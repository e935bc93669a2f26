#[cfg(feature = "sea-orm")]
use sea_orm::prelude::StringLen;

use serde::{Deserialize, Serialize};
use std::fmt;
use std::str::FromStr;

use crate::ParseStateError;

/// Where a submitted film is in the review pipeline.
///
/// Only `Published` films take part in contests and leaderboards.
#[derive(Clone, Copy, Debug, PartialEq, Eq, Hash, Serialize, Deserialize, utoipa::ToSchema)]
#[cfg_attr(
    feature = "sea-orm",
    derive(sea_orm::DeriveActiveEnum, sea_orm::EnumIter),
    sea_orm(rs_type = "String", db_type = "String(StringLen::None)")
)]
#[serde(rename_all = "PascalCase")]
pub enum MovieState {
    #[cfg_attr(feature = "sea-orm", sea_orm(string_value = "Created"))]
    Created,
    #[cfg_attr(feature = "sea-orm", sea_orm(string_value = "Submitted"))]
    Submitted,
    #[cfg_attr(feature = "sea-orm", sea_orm(string_value = "Rejected"))]
    Rejected,
    #[cfg_attr(feature = "sea-orm", sea_orm(string_value = "Published"))]
    Published,
}

impl MovieState {
    pub const ALL: &'static [MovieState] = &[
        Self::Created,
        Self::Submitted,
        Self::Rejected,
        Self::Published,
    ];

    pub fn as_str(&self) -> &'static str {
        match self {
            Self::Created => "Created",
            Self::Submitted => "Submitted",
            Self::Rejected => "Rejected",
            Self::Published => "Published",
        }
    }

    pub fn is_published(&self) -> bool {
        matches!(self, Self::Published)
    }
}

impl fmt::Display for MovieState {
    fn fmt(&self, f: &mut fmt::Formatter<'_>) -> fmt::Result {
        f.write_str(self.as_str())
    }
}

impl Default for MovieState {
    fn default() -> Self {
        Self::Created
    }
}

impl FromStr for MovieState {
    type Err = ParseStateError;

    fn from_str(s: &str) -> Result<Self, Self::Err> {
        Self::ALL
            .iter()
            .copied()
            .find(|state| state.as_str() == s)
            .ok_or_else(|| ParseStateError::new(s, Self::ALL.iter().map(|s| s.as_str())))
    }
}

/// Decision state of a request to be credited as crew on a film.
#[derive(Clone, Copy, Debug, PartialEq, Eq, Hash, Serialize, Deserialize, utoipa::ToSchema)]
#[cfg_attr(
    feature = "sea-orm",
    derive(sea_orm::DeriveActiveEnum, sea_orm::EnumIter),
    sea_orm(rs_type = "String", db_type = "String(StringLen::None)")
)]
#[serde(rename_all = "PascalCase")]
pub enum CrewRequestState {
    #[cfg_attr(feature = "sea-orm", sea_orm(string_value = "Submitted"))]
    Submitted,
    #[cfg_attr(feature = "sea-orm", sea_orm(string_value = "Approved"))]
    Approved,
    #[cfg_attr(feature = "sea-orm", sea_orm(string_value = "Declined"))]
    Declined,
}

impl CrewRequestState {
    pub fn as_str(&self) -> &'static str {
        match self {
            Self::Submitted => "Submitted",
            Self::Approved => "Approved",
            Self::Declined => "Declined",
        }
    }

    /// Returns true once an admin has decided the request either way.
    pub fn is_decided(&self) -> bool {
        !matches!(self, Self::Submitted)
    }
}

impl fmt::Display for CrewRequestState {
    fn fmt(&self, f: &mut fmt::Formatter<'_>) -> fmt::Result {
        f.write_str(self.as_str())
    }
}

────────────────────

Look over the material above and report each line holding "FromStr".

use std::str::FromStr;
impl FromStr for MovieState {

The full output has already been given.